DOI: 10.3987/COM-09-11855
From 2,3-, 2,6-, 3,4- and 4,6-Dichloroquinolines to Isomeric Chloroquinolinesulfonyl Chlorides

Krzysztof Marciniec* and Andrzej Maślankiewicz

Department of Organic Chemistry, The Medical University of Silesia, Jagielloñska Str. 4, 41-200 Sosnowiec, Poland

Abstract
The action of sodium methanethiolate (in boiling DMF) on x,y-dichloroquinolines (1) (x=3 or 6, y=2 or 4) occured via chlorine ipso-substitution followed by methanethiolato-S-demethylation to yield x,y-quinolinedithiolates 2A which were: i) subjected to S-methylation, ii) oxidatively chlorinated to y-chloro-x-quinolinesulfonyl chlorides (5). Oxidative chlorination of y,y'-bis(x-chloroquinolinyl) disulfides (7) led to x-chloro-y-quinolinesulfonyl chlorides (8) accompanied by x,y-dichloroquinolines (1). Both quinolinesulfonyl chlorides 5 and 8 were efficiently converted to the corresponding quinolinesulfonamides 6 and 9.

INTRODUCTION
2-Chloro- and 4-chloroquinoline moieties,1 as well as quinolinesulfonyl chloride units2,3,4,5 give broad access to further functionalization of quinolines. Co-occurrence of both functional groups in one quinoline molecule broaden the above potential, as was shown for 4-chloro-3-quinolinesulfonyl chloride (5b)4,5 and 2-chloro-6-quinolinesulfonyl chloride (5c)6 in studies directed at the preparation of biologically active compounds.1-6 The 3- or 7-chlorosulfonyl-4-chloroquinolines (5b,e),4,5,8 8-chlorosulfonyl-4-chloroquinolines,7 4-chlorosulfonyl-7-chloroquinoline (8e),8 and 2-chloro-6-quinoline-sulfonyl chloride (5c),6 are well known but only the 4,7-isomers 5e and 8e were prepared from the respective dichloroquinoline (1e).8
Azinesulfonyl chlorides could be directly obtained by oxidative chlorination of thioazines – thiols
8,9,10 disulfides,8,9 benzylsulfides5,11 with a thio substituents at non-aza-activated positions.
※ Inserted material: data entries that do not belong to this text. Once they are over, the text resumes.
//! Capture pipeline
//!
//! Drives lifecycle events through the correlator, the guard and scope
//! filters, the dedup ledger, the translator and the relay. Also owns the
//! maintenance sweep for the correlator table and the ledger.

use chrono::Utc;
use serde::{Deserialize, Serialize};
use std::sync::atomic::{AtomicU64, Ordering};
use std::sync::{Arc, RwLock};
use std::time::Duration;
use tokio::task::JoinHandle;

use crate::capture::correlator::{Correlator, DEFAULT_MAX_REQUEST_AGE};
use crate::capture::guard::{self, Candidate};
use crate::capture::scope;
use crate::capture::signature::RequestSignature;
use crate::export::to_postman_item;
use crate::models::{
    headers_from_details, BeforeRequestEvent, BeforeSendHeadersEvent, CaptureConfig,
    CompletedEvent, ErrorOccurredEvent, MonitorSettings, ProviderMessage,
};
use crate::relay::{Relay, RelayEnvelope};
use crate::storage::{DedupLedger, DEFAULT_MEMORY_GRACE};

pub const DEFAULT_MAINTENANCE_INTERVAL: Duration = Duration::from_secs(30);

fn now_ms() -> i64 {
    Utc::now().timestamp_millis()
}

/// Age thresholds used by the pipeline
#[derive(Debug, Clone, Copy)]
pub struct PipelineTimings {
    /// Records older than this are evicted by the sweep
    pub max_request_age: Duration,
    /// How long a relayed signature stays in the ledger's memory tier
    pub memory_grace: Duration,
}

impl Default for PipelineTimings {
    fn default() -> Self {
        Self {
            max_request_age: DEFAULT_MAX_REQUEST_AGE,
            memory_grace: DEFAULT_MEMORY_GRACE,
        }
    }
}

/// Result of an initiation event
#[derive(Debug, Clone, Copy, PartialEq, Eq)]
pub enum Admission {
    Tracked,
    /// Monitoring is off or has no webhook
    Inactive,
    /// Rejected by the self-traffic guard
    Ignored,
    /// Rejected by domain, method or path rules
    OutOfScope,
}

/// Result of a completion event
#[derive(Debug, Clone, Copy, PartialEq, Eq)]
pub enum CompletionOutcome {
    /// Handed to the relay
    Dispatched,
    /// No record for this id (filtered out, evicted or already completed)
    Untracked,
    Inactive,
    Ignored,
    /// Settings changed while in flight and the request no longer matches
    OutOfScope,
    /// Signature already forwarded
    Duplicate,
    Untranslatable,
}

#[derive(Default)]
struct PipelineCounters {
    tracked: AtomicU64,
    filtered: AtomicU64,
    ignored: AtomicU64,
    duplicates: AtomicU64,
    dispatched: AtomicU64,
    relayed: AtomicU64,
    relay_failures: AtomicU64,
    evicted: AtomicU64,
}

/// Counters since startup
#[derive(Debug, Clone, Copy, Default, PartialEq, Eq, Serialize, Deserialize)]
pub struct PipelineStats {
    pub tracked: u64,
    pub filtered: u64,
    pub ignored: u64,
    pub duplicates: u64,
    pub dispatched: u64,
    pub relayed: u64,
    pub relay_failures: u64,
    pub evicted: u64,
}

impl PipelineCounters {
    fn bump(counter: &AtomicU64) {
        counter.fetch_add(1, Ordering::Relaxed);
    }

    fn snapshot(&self) -> PipelineStats {
        PipelineStats {
            tracked: self.tracked.load(Ordering::Relaxed),
            filtered: self.filtered.load(Ordering::Relaxed),
            ignored: self.ignored.load(Ordering::Relaxed),
            duplicates: self.duplicates.load(Ordering::Relaxed),
            dispatched: self.dispatched.load(Ordering::Relaxed),
            relayed: self.relayed.load(Ordering::Relaxed),
            relay_failures: self.relay_failures.load(Ordering::Relaxed),
            evicted: self.evicted.load(Ordering::Relaxed),
        }
    }
}

/// What one maintenance pass removed
#[derive(Debug, Clone, Copy, Default, PartialEq, Eq)]
pub struct MaintenanceReport {
    pub evicted_requests: usize,
    pub pruned_signatures: u64,
}

pub struct Pipeline {
    config: RwLock<Arc<CaptureConfig>>,
    correlator: Correlator,
    ledger: Arc<DedupLedger>,
    relay: Arc<dyn Relay>,
    timings: PipelineTimings,
    counters: Arc<PipelineCounters>,
}

impl Pipeline {
    pub fn new(
        settings: &MonitorSettings,
        ledger: Arc<DedupLedger>,
        relay: Arc<dyn Relay>,
        timings: PipelineTimings,
    ) -> Self {
        Self {
            config: RwLock::new(Arc::new(settings.compile())),
            correlator: Correlator::new(),
            ledger,
            relay,
            timings,
            counters: Arc::new(PipelineCounters::default()),
        }
    }

    /// Current configuration snapshot
    pub fn snapshot(&self) -> Arc<CaptureConfig> {
        match self.config.read() {
            Ok(guard) => Arc::clone(&guard),
            Err(poisoned) => Arc::clone(&poisoned.into_inner()),
        }
    }

    /// Replace the configuration. Turning monitoring off abandons every
    /// in-flight record and the ledger's memory tier.
    pub fn apply_settings(&self, settings: &MonitorSettings) {
        let next = Arc::new(settings.compile());
        let active = next.is_active();
        match self.config.write() {
            Ok(mut guard) => *guard = next,
            Err(poisoned) => *poisoned.into_inner() = next,
        }

        if active {
            tracing::info!(
                "Monitoring enabled (webhook={}, scope={:?}, method={:?})",
                settings.webhook_url.trim(),
                settings.domain_scope,
                settings.method_filter
            );
        } else {
            let dropped = self.correlator.clear();
            let forgotten = self.ledger.clear_memory();
            tracing::info!(
                "Monitoring disabled; dropped {} in-flight requests and {} cached signatures",
                dropped,
                forgotten
            );
        }
    }

    pub fn on_before_request(&self, event: BeforeRequestEvent) -> Admission {
        let config = self.snapshot();
        if !config.is_active() {
            return Admission::Inactive;
        }

        let candidate = Candidate {
            url: &event.url,
            tab_id: event.tab_id,
            initiator: event.initiator.as_deref(),
        };
        if guard::should_ignore(&candidate, &config) {
            PipelineCounters::bump(&self.counters.ignored);
            tracing::trace!("Ignoring own traffic {} {}", event.method, event.url);
            return Admission::Ignored;
        }
        if !scope::accepts(&event.method, &event.url, &config) {
            PipelineCounters::bump(&self.counters.filtered);
            return Admission::OutOfScope;
        }

        let pending = event.into_pending(now_ms());
        tracing::debug!(
            "Tracking request {} {} {}",
            pending.request_id,
            pending.method,
            pending.url
        );
        self.correlator.track(pending);
        PipelineCounters::bump(&self.counters.tracked);
        Admission::Tracked
    }

    /// Returns true if the headers landed on a tracked record
    pub fn on_before_send_headers(&self, event: BeforeSendHeadersEvent) -> bool {
        self.correlator
            .attach_headers(&event.request_id, headers_from_details(event.request_headers))
    }

    pub async fn on_completed(&self, event: CompletedEvent) -> CompletionOutcome {
        let request_id = event.request_id.clone();
        let Some(record) = self.correlator.complete(&request_id, event.response_meta()) else {
            return CompletionOutcome::Untracked;
        };

        let config = self.snapshot();
        if !config.is_active() {
            return CompletionOutcome::Inactive;
        }
        if guard::should_ignore(&Candidate::from(&record.request), &config) {
            PipelineCounters::bump(&self.counters.ignored);
            return CompletionOutcome::Ignored;
        }
        if !scope::accepts(&record.request.method, &record.request.url, &config) {
            PipelineCounters::bump(&self.counters.filtered);
            tracing::debug!(
                "Dropping request {} {} {}: no longer in scope",
                request_id,
                record.request.method,
                record.request.url
            );
            return CompletionOutcome::OutOfScope;
        }

        let signature = RequestSignature::compute(&record.request);
        if !self.ledger.claim(&signature).await {
            PipelineCounters::bump(&self.counters.duplicates);
            tracing::debug!("Dropping duplicate request {} ({})", request_id, signature);
            return CompletionOutcome::Duplicate;
        }

        let item = match to_postman_item(&record) {
            Ok(item) => item,
            Err(err) => {
                tracing::warn!("Skipping request {}: {}", request_id, err);
                return CompletionOutcome::Untranslatable;
            }
        };

        PipelineCounters::bump(&self.counters.dispatched);
        self.spawn_delivery(config.webhook_url.clone(), RelayEnvelope::new(item), signature);
        CompletionOutcome::Dispatched
    }

    /// Provider gave up on the request; forget it without relaying
    pub fn on_error_occurred(&self, event: ErrorOccurredEvent) -> bool {
        match self.correlator.discard(&event.request_id) {
            Some(pending) => {
                tracing::debug!(
                    "Request {} {} failed before completion: {}",
                    pending.method,
                    pending.url,
                    event.error
                );
                true
            }
            None => false,
        }
    }

    /// Route one provider message
    pub async fn handle(&self, message: ProviderMessage) {
        if let Some(request_id) = message.request_id() {
            tracing::trace!("Provider event for request {}", request_id);
        }
        match message {
            ProviderMessage::BeforeRequest(event) => {
                self.on_before_request(event);
            }
            ProviderMessage::BeforeSendHeaders(event) => {
                self.on_before_send_headers(event);
            }
            ProviderMessage::Completed(event) => {
                self.on_completed(event).await;
            }
            ProviderMessage::ErrorOccurred(event) => {
                self.on_error_occurred(event);
            }
            ProviderMessage::UpdateSettings { settings } => self.apply_settings(&settings),
        }
    }

    fn spawn_delivery(&self, webhook_url: String, envelope: RelayEnvelope, signature: RequestSignature) {
        let relay = Arc::clone(&self.relay);
        let ledger = Arc::clone(&self.ledger);
        let counters = Arc::clone(&self.counters);
        let grace = self.timings.memory_grace;
        tokio::spawn(async move {
            match relay.deliver(&webhook_url, &envelope).await {
                Ok(()) => {
                    PipelineCounters::bump(&counters.relayed);
                    tracing::debug!("Relayed {}", envelope.request.name);
                }
                Err(err) => {
                    PipelineCounters::bump(&counters.relay_failures);
                    tracing::warn!("Failed to relay {}: {}", envelope.request.name, err);
                }
            }
            ledger.release_after(signature, grace);
        });
    }

    /// Evict stale records and prune the ledger
    pub async fn run_maintenance(&self) -> MaintenanceReport {
        self.run_maintenance_at(now_ms()).await
    }

    pub async fn run_maintenance_at(&self, now: i64) -> MaintenanceReport {
        let evicted_requests = self
            .correlator
            .evict_stale(self.timings.max_request_age, now);
        self.counters
            .evicted
            .fetch_add(evicted_requests as u64, Ordering::Relaxed);

        let pruned_signatures = match self.ledger.prune_at(now).await {
            Ok(count) => count,
            Err(err) => {
                tracing::error!("Ledger prune failed: {:#}", err);
                0
            }
        };

        if evicted_requests > 0 {
            tracing::debug!("Evicted {} stale requests", evicted_requests);
        }
        MaintenanceReport {
            evicted_requests,
            pruned_signatures,
        }
    }

    pub fn in_flight(&self) -> usize {
        self.correlator.len()
    }

    pub fn is_tracking(&self, request_id: &str) -> bool {
        self.correlator.contains(request_id)
    }

    pub fn ledger(&self) -> &Arc<DedupLedger> {
        &self.ledger
    }

    pub fn stats(&self) -> PipelineStats {
        self.counters.snapshot()
    }
}

/// Run maintenance on a fixed cadence until the task is aborted
pub fn spawn_maintenance(pipeline: Arc<Pipeline>, interval: Duration) -> JoinHandle<()> {
    tokio::spawn(async move {
        let mut ticker = tokio::time::interval(interval);
        ticker.set_missed_tick_behavior(tokio::time::MissedTickBehavior::Delay);
        // The first tick completes immediately
        ticker.tick().await;
        loop {
            ticker.tick().await;
            pipeline.run_maintenance().await;
        }
    })
}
On the other hand, the results of the same treatment of thioazines with a thio substituent at aza-activated positions strongly depends on the experimental conditions. Since the oxidative chlorination when performed in acetic acid solution leads to the respective chloroazines,8,9,12-14 but the oxidative chlorination of α- and γ-thiopyridines and thioquinolines performed in conc. hydrochloric acid permits unstable α- and γ-azinesulfonyl chlorides8,9,16,18,19 to be isolated. These underwent decomposition even below 0 ºC to chloroazine and sulfur dioxide,8,9,16,18,19 but freshly prepared samples could be succesfully characterized with the 1H and 13C NMR spectra8,9,19 and effective trapped (with yields up to 90 %) in the form of the respective sulfonamides.8,9,16,18,19 It is worth noting that structural modification may affect the stability of α- and γ-azinesulfonyl halides, as was exemplified for 5-acetylamino-2-pyridinesulfonyl chloride,15 for tetrachloro-4-pyridinesulfonyl chloride,17 and even for 2-pyrimidinesulfonyl fluoride.19
The starting point for this paper was the previously elaborated methodology based on formation of a quinolinethiolate function from chloroquinolines and an excess of sodium methanethiolate.
20 The final step of this approach was the transformation of the divalent-sulfur substituent to chlorosulfonyl group. To extend the above study concerning 4,7-dichloroquinoline (1e),8 we turned our attention to other dichloroquinolines (isomers 2,3-, 2,6-, 3,4- and 4,6-) containing one chloro substituent at aza- and another one at non-aza-activated positions as a source of both isomeric chloroquinolinesulfonyl chlorides 5 and 8 with one substituent at aza- and the second one at non-aza-activated positions.

RESULTS AND DISCUSSION
Quinoline- and pyridinethiolates are easily available from the respective chloro- or bromo-derivatives in a one-pot process performed with an excess of sodium methanethiolate.8,20 This process proceeds stepwise by halogen ipso-substitution leading to the respective methylsulfanyl derivatives, which are then
S-dealkylated to the respective azinethiolates.8,20 They can be trapped by methylation to methylsulfanylazines20,8 or by oxidation to disulfides8,9 or they can be oxidative chlorinated to quinolinesulfonyl chlorides.8,9
Synthesis of quinoline derivatives 5a-d with chlorosulfonyl a substituent at non-aza-activated position
Synthesis of the y-chloro-x-chlorosulfonylquinolines (5) (x=3 or 6, y=2 or 4) was performed using the previously elaborated methodology applied for the preparation of 4-chloro-7-chlorosulfonylquinoline (5e) from 4,7-dichloroquinoline (1e).9 (see Scheme 1). It comprises three steps:
i) Formation of dithiolates (2A) in the reaction of dichloroderivatives (1) with sodium methanethiolate. To confirm the structure of the expected x,y-quinolinedithiolates (2A), crude thiolate solution was methylated to x,y-dimethylsulfanylquinolines (2a-d).
ii) Oxidative chlorination of quinolinedithiols 2T to di(chlorosulfonyl)quinolines 4. For this purpose dithiolates 2A were acidified to non-isolated dithiols 2T, which were then oxidatively chlorinated with sodium hypochlorite in conc. hydrochloric acid. This should lead to x,y-di(chlorosulfonyl)quinolines (4).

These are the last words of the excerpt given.